Thursday, April 03, 2008

Jesus Came to Bring Reconciliation


I’m a blogger. As a blogger I should be writing on my blog, sharing my astute observations and bright ideas, but this week…well, I don’t seem to have the words I need to put anything before you that is worth reading.

There’s a lot happening here in Vaughanville, but it’s all still so fragile and ambivalent that to say much might just cause it to shatter into a zillion little bits. I can give you a peek as a peace offering until such a time in the near future I can bring you something more substantial.

If this week of my life could have a theme I think it would be “Reconciliation”.

I have been led to re-establish communication with a woman from church. We had a falling out a couple of years ago and, while we agreed to disagree, things have not been the same since. Each time we see one another there is a great deal of discomfort and averting of eyes. I’ve attempted to extend the olive branch on more than one occasion and have been rebuffed each time. This time however, I think the Holy Spirit is leading me and my prayer is that I’m hearing clearly. I’ve established contact via email and have a date to meet with her at church this Sunday. I’m not sure what to say or how to approach the subject of reconciliation. I still feel that I was wronged in the initial exchange and yet…I don’t want to hang on to that anymore. Jesus was wronged and yet he prayed that is offenders would be forgiven, holding no malice for them.
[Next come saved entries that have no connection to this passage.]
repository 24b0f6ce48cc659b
mod cli;
mod tui;

pub(crate) use cli::{as_cli, shellexpand};
pub(crate) use tui::as_tui;
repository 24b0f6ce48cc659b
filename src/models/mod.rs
mod category;
mod currency;

pub use category::{BudgetCategory, UI_MAX_PERCENTAGE, UI_MIN_PERCENTAGE};
pub use currency::{Currency, ExchangeRates};
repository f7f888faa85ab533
//! Response branching and failure propagation tests
//!
//! Non-2xx statuses must render the error branch; malformed bodies, transport
//! failures, and strict-mode missing values must surface as errors.

use super::template_for;
use request_template::executor::RequestError;
use request_template::{
    execute_request, Branch, EngineConfig, MissingPolicy, OutputKind, TemplateError,
    TemplateExecutor,
};
use serde_json::json;
use std::time::Duration;
use wiremock::matchers::method;
use wiremock::{Mock, MockServer, ResponseTemplate};

const WEATHER_TEMPLATE: &str = r#"{
    "url": "$BASE/weather",
    "method": "GET",
    "query": {"city": "{{input}}"},
    "response": {
        "content": {"input_kind": "json", "output_kind": "markdown", "output": "**{{city}}**: {{temp}}°"},
        "error": {"input_kind": "json", "output_kind": "text", "output": "{{error.code}}: {{error.message}}"}
    }
}"#;

async fn server_replying(status: u16, body: &str) -> MockServer {
    let server = MockServer::start().await;
    Mock::given(method("GET"))
        .respond_with(ResponseTemplate::new(status).set_body_string(body))
        .mount(&server)
        .await;
    server
}

#[tokio::test]
async fn test_client_error_renders_error_branch() {
    let server = server_replying(404, r#"{"error":{"code":"not_found","message":"no such city"}}"#).await;
    let template = template_for(&server.uri(), WEATHER_TEMPLATE);

    let output = execute_request(&template, &json!({"input": "Atlantis"}))
        .await
        .unwrap();

    assert_eq!(output.content, "not_found: no such city");
    assert_eq!(output.output_kind, OutputKind::Text);
    assert_eq!(output.branch, Branch::Error);
    assert!(output.is_error());
}

#[tokio::test]
async fn test_every_2xx_renders_content_branch() {
    for status in [200, 201, 202, 299] {
        let server = server_replying(status, r#"{"city":"Paris","temp":21}"#).await;
        let template = template_for(&server.uri(), WEATHER_TEMPLATE);

        let output = execute_request(&template, &json!({"input": "Paris"}))
            .await
            .unwrap();

        assert_eq!(output.content, "**Paris**: 21°", "status {}", status);
        assert_eq!(output.branch, Branch::Content);
        assert_eq!(output.status, status);
    }
}

#[tokio::test]
async fn test_malformed_json_body_is_parse_error() {
    let server = server_replying(200, "<html>oops</html>").await;
    let template = template_for(&server.uri(), WEATHER_TEMPLATE);

    let result = execute_request(&template, &json!({"input": "Paris"})).await;
    assert!(matches!(result, Err(TemplateError::ResponseParse(_))));
}

#[tokio::test]
async fn test_malformed_error_body_is_parse_error() {
    let server = server_replying(502, "Bad Gateway").await;
    let template = template_for(&server.uri(), WEATHER_TEMPLATE);

    let result = execute_request(&template, &json!({"input": "Paris"})).await;
    match result {
        Err(TemplateError::ResponseParse(message)) => assert!(message.starts_with("HTTP 502")),
        other => panic!("Expected ResponseParse, got {:?}", other),
    }
}

#[tokio::test]
async fn test_connection_refused_is_network_error() {
    let template = template_for("http://127.0.0.1:9", WEATHER_TEMPLATE);

    let result = execute_request(&template, &json!({"input": "Paris"})).await;
    let err = result.unwrap_err();
    assert!(err.is_network(), "unexpected error: {}", err);
}

#[tokio::test]
async fn test_timeout_is_network_error() {
    let server = MockServer::start().await;
    Mock::given(method("GET"))
        .respond_with(
            ResponseTemplate::new(200)
                .set_body_string(r#"{"city":"Paris","temp":21}"#)
                .set_delay(Duration::from_millis(500)),
        )
        .mount(&server)
        .await;

    let config = EngineConfig {
        timeout: Some(50),
        ..Default::default()
    };
    let executor = TemplateExecutor::from_config(&config).unwrap();
    let template = template_for(&server.uri(), WEATHER_TEMPLATE);

    let result = executor.execute(&template, &json!({"input": "Paris"})).await;
    assert!(matches!(
        result,
        Err(TemplateError::Network(RequestError::Timeout))
    ));
}

#[tokio::test]
async fn test_invalid_url_is_reported_before_sending() {
    let server = server_replying(200, "{}").await;
    let template = template_for(
        &server.uri(),
        r#"{
            "url": "{{base}}/weather",
            "method": "GET",
            "response": {
                "content": {"input_kind": "text", "output_kind": "text", "output": "{{.}}"},
                "error": {"input_kind": "text", "output_kind": "text", "output": "{{.}}"}
            }
        }"#,
    );

    let result = execute_request(&template, &json!({"base": "not a url"})).await;
    assert!(matches!(result, Err(TemplateError::InvalidUrl { .. })));
    assert!(server.received_requests().await.unwrap().is_empty());
}

#[tokio::test]
async fn test_strict_policy_rejects_missing_output_values() {
    let server = server_replying(200, r#"{"city":"Paris"}"#).await;
    let template = template_for(&server.uri(), WEATHER_TEMPLATE);

    let lenient = execute_request(&template, &json!({"input": "Paris"}))
        .await
        .unwrap();
    assert_eq!(lenient.content, "**Paris**: °");

    let config = EngineConfig {
        missing_values: MissingPolicy::Strict,
        ..Default::default()
    };
    let strict = TemplateExecutor::from_config(&config)
        .unwrap()
        .execute(&template, &json!({"input": "Paris"}))
        .await;

    match strict {
        Err(TemplateError::MissingValue { path }) => assert_eq!(path, "temp"),
        other => panic!("Expected MissingValue, got {:?}", other),
    }
}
That’s what I want and my prayer is that my over active sense of fleshly justice will not hinder me and that she will be as ready to move on as I am.

Also, this week, we’ve had a visitor here. My step-daughter whom we’ve not had much contact with in about ten years has come to see us. I’ve had a stress ball of contradictions in the pit of my stomach for weeks…a conflict of emotions between fear and elation. It’s hard to pinpoint exactly what went wrong and why there was a severing…is that the right word? No. Maybe better to say a dwindling of connections between us. Looking back it seems that it was a little of this and some of that added up to nearly a decade of estrangement. It’s heartbreaking really. But now…here she is… grown woman with no one standing between herself and her Dad and siblings. She’s ready to come and go as she pleases visiting us and us visiting her and rebuilding and reconciling. She’s very different now (her religion, her manner of dress, her political views, etc) but in many ways the same (same red hair, same big eyes, same witty personality, same kind heart, etc). My hope is that we can connect on our commonalities, accept with respect our differences and that the Lord will work to restore her to Himself.
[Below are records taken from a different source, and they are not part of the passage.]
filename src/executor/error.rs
//! HTTP transport error types.
//!
//! This module defines the errors an `HttpClient` can report while sending a
//! built request, including network errors, timeouts, and TLS issues.

use thiserror::Error;

/// Errors that can occur while sending a request over the network.
#[derive(Debug, Error)]
pub enum RequestError {
    /// Network error occurred during request execution.
    ///
    /// This includes connection failures, DNS resolution errors,
    /// and failures while reading the response body.
    #[error("Network error: {0}")]
    NetworkError(String),

    /// Request timed out before completion.
    ///
    /// Only possible when a timeout has been configured.
    #[error("Request timed out")]
    Timeout,

    /// TLS/SSL error occurred during HTTPS connection.
    #[error("TLS/SSL error: {0}")]
    TlsError(String),

    /// The HTTP client could not be constructed or the request could not be
    /// assembled from the descriptor (e.g. an invalid header name).
    #[error("Request build error: {0}")]
    BuildError(String),
}

/// Convert reqwest errors to RequestError.
impl From<reqwest::Error> for RequestError {
    fn from(err: reqwest::Error) -> Self {
        let message = err.to_string();
        if err.is_timeout() {
            RequestError::Timeout
        } else if err.is_builder() {
            RequestError::BuildError(message)
        } else if message.contains("certificate") || message.contains("TLS") || message.contains("SSL")
        {
            RequestError::TlsError(message)
        } else if err.is_connect() {
            RequestError::NetworkError(format!("Connection failed: {}", message))
        } else {
            RequestError::NetworkError(message)
        }
    }
}
//! Raw user input formatting.
//!
//! Before a data context is assembled, the raw string a user typed is turned
//! into a typed value according to the template's declared input kind.

use crate::error::TemplateError;
use once_cell::sync::Lazy;
use regex::Regex;
use serde::{Deserialize, Serialize};
use serde_json::Value;

static WHITESPACE_REGEX: Lazy<Regex> =
    Lazy::new(|| Regex::new(r"\s+").expect("Failed to compile whitespace regex"));

static COMMA_REGEX: Lazy<Regex> =
    Lazy::new(|| Regex::new(r"\s*,\s*").expect("Failed to compile comma regex"));

/// Declared shape of a raw input string.
#[derive(Debug, Clone, Copy, Default, PartialEq, Eq, Hash, Serialize, Deserialize)]
#[serde(rename_all = "kebab-case")]
pub enum InputKind {
    /// Parse as a JSON document.
    Json,
    /// Split on runs of whitespace.
    SpaceSeparated,
    /// Split on commas, absorbing whitespace around each comma.
    CommaSeparated,
    /// Keep the string as-is.
    #[default]
    Text,
}

impl InputKind {
    /// Returns the wire name of the kind.
    pub fn as_str(&self) -> &'static str {
        match self {
            InputKind::Json => "json",
            InputKind::SpaceSeparated => "space-separated",
            InputKind::CommaSeparated => "comma-separated",
            InputKind::Text => "text",
        }
    }
}

impl std::fmt::Display for InputKind {
    fn fmt(&self, f: &mut std::fmt::Formatter<'_>) -> std::fmt::Result {
        f.write_str(self.as_str())
    }
}

/// Parses `raw` into a typed value according to `kind`.
///
/// - `Json`: the parsed document, or `TemplateError::InvalidInput`.
/// - `SpaceSeparated` / `CommaSeparated`: an array of strings. Empty input
///   yields an empty array. No trimming happens beyond what splitting
///   implies, so leading or trailing separators produce empty elements.
/// - `Text`: the input unchanged, as a JSON string.
///
/// # Examples
///
/// ```
/// use request_template::variables::{format_input, InputKind};
/// use serde_json::json;
///
/// assert_eq!(format_input("a, b , c", InputKind::CommaSeparated).unwrap(), json!(["a", "b", "c"]));
/// assert_eq!(format_input("a  b\tc", InputKind::SpaceSeparated).unwrap(), json!(["a", "b", "c"]));
/// assert_eq!(format_input(r#"{"n": 1}"#, InputKind::Json).unwrap(), json!({"n": 1}));
/// ```
pub fn format_input(raw: &str, kind: InputKind) -> Result<Value, TemplateError> {
    match kind {
        InputKind::Json => {
            serde_json::from_str(raw).map_err(|e| TemplateError::InvalidInput(e.to_string()))
        }
        InputKind::SpaceSeparated => Ok(split(raw, &WHITESPACE_REGEX)),
        InputKind::CommaSeparated => Ok(split(raw, &COMMA_REGEX)),
        InputKind::Text => Ok(Value::String(raw.to_string())),
    }
}

fn split(raw: &str, separator: &Regex) -> Value {
    if raw.is_empty() {
        return Value::Array(Vec::new());
    }
    Value::Array(
        separator
            .split(raw)
            .map(|part| Value::String(part.to_string()))
            .collect(),
    )
}
//! HTTP client backed by reqwest.

use super::error::RequestError;
use super::HttpClient;
use crate::config::EngineConfig;
use crate::models::{HttpMethod, HttpRequest, HttpResponse};
use async_trait::async_trait;
use std::collections::HashMap;
use std::time::Instant;

/// `HttpClient` implementation using a shared `reqwest::Client`.
///
/// Cloning is cheap; clones share the connection pool.
#[derive(Debug, Clone)]
pub struct ReqwestClient {
    client: reqwest::Client,
    default_headers: HashMap<String, String>,
}

impl ReqwestClient {
    /// Builds a client honouring the timeout, redirect, and TLS settings of `config`.
    pub fn from_config(config: &EngineConfig) -> Result<Self, RequestError> {
        let redirect = if config.follow_redirects {
            reqwest::redirect::Policy::limited(config.max_redirects as usize)
        } else {
            reqwest::redirect::Policy::none()
        };

        let mut builder = reqwest::Client::builder()
            .redirect(redirect)
            .danger_accept_invalid_certs(!config.validate_ssl);

        if let Some(timeout) = config.timeout_duration() {
            builder = builder.timeout(timeout);
        }

        let client = builder
            .build()
            .map_err(|e| RequestError::BuildError(e.to_string()))?;

        Ok(Self {
            client,
            default_headers: config.default_headers.clone(),
        })
    }
}

fn to_reqwest_method(method: HttpMethod) -> reqwest::Method {
    match method {
        HttpMethod::GET => reqwest::Method::GET,
        HttpMethod::POST => reqwest::Method::POST,
        HttpMethod::PUT => reqwest::Method::PUT,
        HttpMethod::DELETE => reqwest::Method::DELETE,
        HttpMethod::PATCH => reqwest::Method::PATCH,
        HttpMethod::HEAD => reqwest::Method::HEAD,
        HttpMethod::OPTIONS => reqwest::Method::OPTIONS,
        HttpMethod::TRACE => reqwest::Method::TRACE,
        HttpMethod::CONNECT => reqwest::Method::CONNECT,
    }
}

#[async_trait]
impl HttpClient for ReqwestClient {
    async fn send(&self, request: &HttpRequest) -> Result<HttpResponse, RequestError> {
        let start_time = Instant::now();

        let mut req_builder = self
            .client
            .request(to_reqwest_method(request.method), request.url.clone());

        for (name, value) in &self.default_headers {
            if !request.has_header(name) {
                req_builder = req_builder.header(name, value);
            }
        }

        for (name, value) in &request.headers {
            req_builder = req_builder.header(name, value);
        }

        if let Some(body) = &request.body {
            req_builder = req_builder.body(body.clone());
        }

        let response = req_builder.send().await?;

        let status_code = response.status().as_u16();
        let status_text = response
            .status()
            .canonical_reason()
            .unwrap_or("Unknown")
            .to_string();

        let mut headers = HashMap::new();
        for (name, value) in response.headers() {
            if let Ok(value_str) = value.to_str() {
                headers.insert(name.as_str().to_string(), value_str.to_string());
            }
        }

        let body = response
            .bytes()
            .await
            .map_err(RequestError::from)?
            .to_vec();

        Ok(HttpResponse {
            status_code,
            status_text,
            headers,
            body,
            duration: start_time.elapsed(),
        })
    }
}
So you see? It’s all very uncertain. I feel like if there is one misstep or careless word that all might be ruined and so explains my silence.

"Now all these things are from God, who reconciled us to Himself through Christ and gave us the ministry of reconciliation, namely, that God was in Christ reconciling the world to Himself, not counting their trespasses against them, and He has committed to us the word of reconciliation."

2 comments:

dixymiss said...

Seems to me you did find the words... Well written. Praying you will also find the peaceful reconciliation your heart desires. Gods blessings be with you as you eXtend His peace to others.

Christina said...

I hope all works out for you and your friend.
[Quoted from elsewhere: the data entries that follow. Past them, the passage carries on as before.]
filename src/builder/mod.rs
//! Request builder.
//!
//! Resolves a `RequestTemplate` against a data context into a fully-specified
//! `HttpRequest`: URL with query parameters, headers, and encoded body. This
//! step is synchronous and never touches the network.

use crate::error::TemplateError;
use crate::models::HttpRequest;
use crate::template::{BodyTemplate, RequestTemplate};
use crate::variables::{escape, Interpolator};
use reqwest::header::{HeaderName, HeaderValue};
use serde_json::Value;
use url::Url;

const JSON_CONTENT_TYPE: &str = "application/json";
const FORM_CONTENT_TYPE: &str = "application/x-www-form-urlencoded";
const TEXT_CONTENT_TYPE: &str = "text/plain; charset=utf-8";

/// Builds the request described by `template` for the given data context.
///
/// - The URL template is interpolated with percent-encoding of substituted
///   values, then parsed; it must be an absolute `http`/`https` URL.
/// - Query parameters are appended in declaration order; repeated keys are kept.
/// - Headers whose value is absent (see [`Interpolator::interpolate_optional`])
///   are dropped. Names must be valid HTTP tokens (`InvalidTemplate`) and
///   interpolated values valid header values (`InvalidInput`).
/// - The body is encoded per its kind, and a matching `Content-Type` is added
///   when the template does not declare one.
///
/// # Examples
///
/// ```
/// use request_template::builder::build_request;
/// use request_template::template::parse_template;
/// use request_template::variables::Interpolator;
/// use serde_json::json;
///
/// let template = parse_template(r#"{
///     "url": "https://api.x/{{q}}",
///     "method": "GET",
///     "query": {"k": "{{v}}"},
///     "response": {"content": {"output": ""}, "error": {"output": ""}}
/// }"#).unwrap();
///
/// let request = build_request(&template, &json!({"q": "search", "v": "42"}), Interpolator::lenient()).unwrap();
/// assert_eq!(request.url.as_str(), "https://api.x/search?k=42");
/// ```
pub fn build_request(
    template: &RequestTemplate,
    context: &Value,
    interpolator: Interpolator,
) -> Result<HttpRequest, TemplateError> {
    let interpolator = interpolator.without_escape();

    let mut url = build_url(&template.url, context, interpolator)?;
    append_query(&mut url, &template.query, context, interpolator)?;

    let mut request = HttpRequest::new(template.method, url);

    for (name, value) in &template.headers {
        let Some(value) = value else {
            continue;
        };
        if HeaderName::from_bytes(name.as_bytes()).is_err() {
            return Err(TemplateError::InvalidTemplate(format!(
                "invalid header name '{}'",
                name
            )));
        }
        if let Some(value) = interpolator.interpolate_optional(value, context)? {
            if HeaderValue::from_str(&value).is_err() {
                return Err(TemplateError::InvalidInput(format!(
                    "header '{}' has a value that is not a valid HTTP header value",
                    name
                )));
            }
            request.add_header(name.clone(), value);
        }
    }

    if let Some(body) = &template.body {
        let (encoded, content_type) = build_body(body, context, interpolator)?;
        if !request.has_header("content-type") {
            request.add_header("Content-Type", content_type);
        }
        request.set_body(encoded);
    }

    log::debug!(
        "[{}] built {} {} ({} headers, body: {} bytes)",
        request.id,
        request.method,
        request.url,
        request.headers.len(),
        request.body.as_ref().map_or(0, String::len)
    );

    Ok(request)
}

/// Interpolates the URL template and validates the result.
fn build_url(template: &str, context: &Value, interpolator: Interpolator) -> Result<Url, TemplateError> {
    let raw = interpolator
        .with_escape(escape::url_component)
        .interpolate(template, context)?;

    let url = Url::parse(&raw).map_err(|e| TemplateError::InvalidUrl {
        url: raw.clone(),
        reason: e.to_string(),
    })?;

    match url.scheme() {
        "http" | "https" => Ok(url),
        scheme => Err(TemplateError::InvalidUrl {
            url: raw,
            reason: format!("only HTTP and HTTPS are supported, got: {}", scheme),
        }),
    }
}

/// Appends interpolated query parameters; the URL layer encodes them.
fn append_query(
    url: &mut Url,
    query: &[(String, String)],
    context: &Value,
    interpolator: Interpolator,
) -> Result<(), TemplateError> {
    if query.is_empty() {
        return Ok(());
    }

    let values = query
        .iter()
        .map(|(name, value)| Ok((name, interpolator.interpolate(value, context)?)))
        .collect::<Result<Vec<_>, TemplateError>>()?;

    let mut pairs = url.query_pairs_mut();
    for (name, value) in &values {
        pairs.append_pair(name, value);
    }
    Ok(())
}

/// Encodes the body, returning it with its default content type.
fn build_body(
    body: &BodyTemplate,
    context: &Value,
    interpolator: Interpolator,
) -> Result<(String, &'static str), TemplateError> {
    match body {
        BodyTemplate::Json(content) => {
            let value = interpolator.interpolate_value(content, context)?;
            Ok((value.to_string(), JSON_CONTENT_TYPE))
        }
        BodyTemplate::Form(fields) => {
            let mut form = url::form_urlencoded::Serializer::new(String::new());
            for (name, value) in fields {
                form.append_pair(name, &interpolator.interpolate(value, context)?);
            }
            Ok((form.finish(), FORM_CONTENT_TYPE))
        }
        BodyTemplate::Text(text) => Ok((interpolator.interpolate(text, context)?, TEXT_CONTENT_TYPE)),
    }
}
Nice to hear that your step-daughter has visited and I will bet that over time and with a lot of prayer it will all work out for His glory. I have had many times like this in my life and still I am sure many more to come and I am not the most patient person, but I will pray that you have patience and calm and that you, her dad, and her siblings will begin to have a future bright with hope and you will see the Lord once again bring another child back to Him.